REQUIREMENT:
Below are records; how many of their lines contain "derive"? Give the number and no other words.

AVAILABLE RECORDS:
━━━

//! Configuration error types.

/// Errors that can occur when loading, saving, parsing or validating configuration.
#[derive(Debug, thiserror::Error)]
pub enum ConfigError {
    /// Failed to read `config.ron` from disk.
    #[error("failed to read config: {0}")]
    ReadError(#[source] std::io::Error),

    /// Failed to write `config.ron` to disk.
    #[error("failed to write config: {0}")]
    WriteError(#[source] std::io::Error),

    /// The file is not valid RON for [`crate::Config`].
    #[error("failed to parse config: {0}")]
    ParseError(#[source] ron::error::SpannedError),

    /// Failed to serialize config to RON.
    #[error("failed to serialize config: {0}")]
    SerializeError(#[source] ron::Error),

    /// A value parsed fine but is outside the range the walker can use.
    #[error("invalid config value `{field}`: {reason}")]
    InvalidValue {
        /// Dotted path of the offending field, e.g. `walk.jump_speed`.
        field: &'static str,
        /// Human-readable constraint that was violated.
        reason: &'static str,
    },
}
//! Key events as the walk controller sees them.
//!
//! Physical key codes are used throughout so that WASD movement works
//! identically regardless of the user's keyboard layout.

use winit::event::KeyEvent;
use winit::keyboard::{KeyCode, PhysicalKey};

/// Minimal description of a key event for processing.
///
/// Whether the key went down or up is carried by which handler receives it.
#[derive(Debug, Clone, Copy, PartialEq, Eq)]
pub struct KeyInput {
    /// The physical key involved.
    pub key: PhysicalKey,
    /// Whether this is an auto-repeat event.
    pub repeat: bool,
}

impl KeyInput {
    /// Adapts a winit [`KeyEvent`].
    #[must_use]
    pub fn from_winit(event: &KeyEvent) -> Self {
        Self {
            key: event.physical_key,
            repeat: event.repeat,
        }
    }

    /// A non-repeat event for `code`.
    #[must_use]
    pub fn code(code: KeyCode) -> Self {
        Self {
            key: PhysicalKey::Code(code),
            repeat: false,
        }
    }

    /// The key code, if the platform reported an identifiable key.
    #[must_use]
    pub fn key_code(&self) -> Option<KeyCode> {
        match self.key {
            PhysicalKey::Code(code) => Some(code),
            PhysicalKey::Unidentified(_) => None,
        }
    }
}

━━━

REPLY:
2